As núpcias de Cristo e da Igreja

Dos Sermões de Fausto de Riez, bispo
(Sermo 5, de Epiphania 2: PLS 3, 560-562) (Sec. V)

   Ao terceiro dia celebrou-se um casamento. Que significa este casamento senão as promessas e alegrias da salvação humana, insinuada no significado místico do número três, quer em referência à confissão da Trindade quer à fé na ressurreição do Senhor ao terceiro dia?
   No mesmo sentido se lê também noutra passagem evangélica que o regresso do filho pródigo, símbolo da conversão do povo gentio, é celebrado com cânticos e instrumentos de música e com vestes nupciais.
   Por isso, como um esposo que sai do seu tálamo, Cristo veio à terra para Se unir em matrimónio com a Igreja, mediante a Encarnação. A esta Igreja, em que haviam de reunir-se os povos pagãos, deu Ele efectivamente o penhor e o dote: o penhor, quando Deus Se uniu ao homem; o dote, quando Se imolou pela salvação do homem. Por penhor entendemos a presente redenção; por dote, a vida eterna.
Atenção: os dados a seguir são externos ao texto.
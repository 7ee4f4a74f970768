//! In-memory key-value store.
//!
//! Deterministic and test-friendly; contents vanish with the process.

use crate::traits::KeyValueStore;
use crate::StorageResult;
use async_trait::async_trait;
use std::collections::HashMap;
use tokio::sync::RwLock;

#[derive(Debug, Default)]
pub struct InMemoryKeyValueStore {
    values: RwLock<HashMap<String, String>>,
}

impl InMemoryKeyValueStore {
    pub fn new() -> Self {
        Self::default()
    }

    pub async fn len(&self) -> usize {
        self.values.read().await.len()
    }

    pub async fn is_empty(&self) -> bool {
        self.values.read().await.is_empty()
    }
}

#[async_trait]
impl KeyValueStore for InMemoryKeyValueStore {
    async fn get(&self, key: &str) -> StorageResult<Option<String>> {
        let values = self.values.read().await;
        Ok(values.get(key).cloned())
    }

    async fn put(&self, key: &str, value: String) -> StorageResult<()> {
        let mut values = self.values.write().await;
        values.insert(key.to_string(), value);
        Ok(())
    }
}
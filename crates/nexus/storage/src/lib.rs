//! Nexus snapshot persistence.
//!
//! The governance loop persists three independently keyed JSON blobs after
//! every mutation: the worker roster, the audit log, and the aggregate
//! system state. This crate defines:
//! - a minimal async key-value contract
//! - an in-memory backend for tests and ephemeral runs
//! - a file backend that keeps one JSON file per key
//! - snapshot load/save with per-key fallback to defaults

#![deny(unsafe_code)]
#![cfg_attr(feature = "strict-docs", warn(missing_docs))]
#![cfg_attr(not(feature = "strict-docs"), allow(missing_docs))]
#![warn(rust_2018_idioms)]

mod error;
pub mod file;
pub mod memory;
mod snapshot;
mod traits;

pub use error::{StorageError, StorageResult};
pub use file::FileKeyValueStore;
pub use memory::InMemoryKeyValueStore;
pub use snapshot::{
    load_snapshot, save_snapshot, GovernanceSnapshot, AUDIT_KEY, SYSTEM_KEY, WORKERS_KEY,
};
pub use traits::KeyValueStore;
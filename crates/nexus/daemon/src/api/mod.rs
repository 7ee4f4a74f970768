//! HTTP API surface

pub mod rest;

pub use rest::router::create_router;
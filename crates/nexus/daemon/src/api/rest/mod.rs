//! REST API over the governance loop

pub mod handlers;
pub mod router;
pub mod state;
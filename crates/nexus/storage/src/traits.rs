use crate::StorageResult;
use async_trait::async_trait;

/// Durable string-valued key-value storage.
///
/// Values are opaque to the store; the snapshot layer writes JSON.
#[async_trait]
pub trait KeyValueStore: Send + Sync {
    /// Read a value; `None` when the key was never written.
    async fn get(&self, key: &str) -> StorageResult<Option<String>>;

    /// Create or overwrite a value.
    async fn put(&self, key: &str, value: String) -> StorageResult<()>;
}
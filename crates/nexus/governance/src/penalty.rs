//! Free-text penalty parsing for manual audits

/// Penalty used when the operator's input carries no usable number
pub const DEFAULT_MANUAL_PENALTY: u64 = 500;

/// Largest penalty a single audit can carry; the ledger is signed 64-bit.
pub const MAX_PENALTY: u64 = i64::MAX as u64;

/// Keep only the ASCII digits of `raw` and parse them.
///
/// Falls back to [`DEFAULT_MANUAL_PENALTY`] when nothing parses, when the
/// result is zero, or when it exceeds [`MAX_PENALTY`].
pub fn parse_penalty(raw: &str) -> u64 {
    let digits: String = raw.chars().filter(char::is_ascii_digit).collect();
    digits
        .parse::<u64>()
        .ok()
        .filter(|penalty| (1..=MAX_PENALTY).contains(penalty))
        .unwrap_or(DEFAULT_MANUAL_PENALTY)
}
//! Append-only audit journal of point adjustments

use crate::ids::{AuditEntryId, WorkerId};
use chrono::{DateTime, Utc};
use serde::{Deserialize, Serialize};
use std::collections::VecDeque;
use std::fmt;

/// Default number of entries kept in the visible audit window
pub const DEFAULT_AUDIT_CAPACITY: usize = 100;

/// Category of an audit entry
#[derive(Debug, Clone, Copy, PartialEq, Eq, Hash, Serialize, Deserialize)]
#[serde(rename_all = "SCREAMING_SNAKE_CASE")]
pub enum AuditKind {
    Reward,
    Penalty,
    System,
}

impl AuditKind {
    /// Kind implied by the sign of a delta: zero counts as a reward.
    pub fn for_delta(delta: i64) -> Self {
        if delta >= 0 {
            AuditKind::Reward
        } else {
            AuditKind::Penalty
        }
    }
}

impl fmt::Display for AuditKind {
    fn fmt(&self, f: &mut fmt::Formatter<'_>) -> fmt::Result {
        match self {
            AuditKind::Reward => write!(f, "REWARD"),
            AuditKind::Penalty => write!(f, "PENALTY"),
            AuditKind::System => write!(f, "SYSTEM"),
        }
    }
}

/// An immutable record of one point adjustment.
///
/// The worker name is denormalized so the entry stays readable even if the
/// roster is later replaced.
#[derive(Debug, Clone, PartialEq, Eq, Serialize, Deserialize)]
pub struct AuditEntry {
    pub id: AuditEntryId,
    pub timestamp: DateTime<Utc>,
    pub worker_id: WorkerId,
    pub worker_name: String,
    pub kind: AuditKind,
    pub amount: i64,
    pub reason: String,
}

impl AuditEntry {
    pub fn new(
        worker_id: WorkerId,
        worker_name: impl Into<String>,
        kind: AuditKind,
        amount: i64,
        reason: impl Into<String>,
    ) -> Self {
        Self {
            id: AuditEntryId::generate(),
            timestamp: Utc::now(),
            worker_id,
            worker_name: worker_name.into(),
            kind,
            amount,
            reason: reason.into(),
        }
    }
}

/// Bounded audit window, most recent entry first.
///
/// Serializes as a plain JSON array in display order.
#[derive(Debug, Clone, PartialEq, Eq, Serialize, Deserialize)]
#[serde(from = "Vec<AuditEntry>", into = "Vec<AuditEntry>")]
pub struct AuditLog {
    entries: VecDeque<AuditEntry>,
    capacity: usize,
}

impl Default for AuditLog {
    fn default() -> Self {
        Self::with_capacity(DEFAULT_AUDIT_CAPACITY)
    }
}

impl AuditLog {
    pub fn with_capacity(capacity: usize) -> Self {
        let capacity = capacity.max(1);
        Self {
            entries: VecDeque::with_capacity(capacity),
            capacity,
        }
    }

    /// Prepend an entry, dropping the oldest ones past the cap.
    pub fn push(&mut self, entry: AuditEntry) {
        self.entries.push_front(entry);
        self.entries.truncate(self.capacity);
    }

    /// Change the cap; shrinking discards the oldest entries.
    pub fn set_capacity(&mut self, capacity: usize) {
        self.capacity = capacity.max(1);
        self.entries.truncate(self.capacity);
    }

    pub fn capacity(&self) -> usize {
        self.capacity
    }

    pub fn len(&self) -> usize {
        self.entries.len()
    }

    pub fn is_empty(&self) -> bool {
        self.entries.is_empty()
    }

    /// Most recent entry, if any.
    pub fn latest(&self) -> Option<&AuditEntry> {
        self.entries.front()
    }

    /// Entries in display order (most recent first).
    pub fn iter(&self) -> impl Iterator<Item = &AuditEntry> {
        self.entries.iter()
    }

    pub fn recent(&self, limit: usize) -> Vec<AuditEntry> {
        self.entries.iter().take(limit).cloned().collect()
    }
}

impl From<Vec<AuditEntry>> for AuditLog {
    fn from(entries: Vec<AuditEntry>) -> Self {
        let capacity = entries.len().max(DEFAULT_AUDIT_CAPACITY);
        Self {
            entries: entries.into(),
            capacity,
        }
    }
}

impl From<AuditLog> for Vec<AuditEntry> {
    fn from(log: AuditLog) -> Self {
        log.entries.into()
    }
}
Tais coisas, para os que as viam, eram apenas milagres; para os que as compreendiam, eram mistérios.
   Com efeito, se consideramos atentamente, descobriremos naquela água convertida em vinho uma certa imagem do Baptismo e da regeneração. Aquela transformação intrínseca de um elemento noutro, aquela misteriosa conversão de uma criatura inferior noutra de distinta espécie e de ordem superior, é uma antecipação simbólica do nosso segundo nascimento. Transformam-se agora as águas que depois vão transformar os homens.
   Na Galileia, por intervenção de Cristo, a água converteu-se em vinho. Quer dizer, cessa a lei e sucede-lhe a graça; retira-se a sombra e torna-se presente a realidade; as coisas materiais confrontam-se com as espirituais; a antiga observância dá lugar ao Novo Testamento; como diz o bem-aventurado Apóstolo: que era velho passou, para dar a vez ao que é novo. E assim como a água contida nas talhas, sem deixar de ser o que era, começou a ser o que não era, também a lei, plenamente revelada com a vinda de Cristo, não deixa de existir, mas aperfeiçoa-se.
   Tendo faltado uma qualidade de vinho, serviu-se outra. O vinho do Antigo Testamento é bom, mas o do Novo é melhor. O Antigo Testamento, que os judeus observam, dilui-se na letra; o Novo, a que pertencemos nós, converte em graça o sabor da vida.
   Considera-se bom vinho o bom preceito da lei que ouves enunciar: Amarás o teu próximo e odiarás o teu inimigo. Mas é melhor e mais forte o vinho do Evangelho que se evoca nestas palavras: Eu, porém, digo-vos: Amai os vossos inimigos e fazei bem aos que vos odeiam.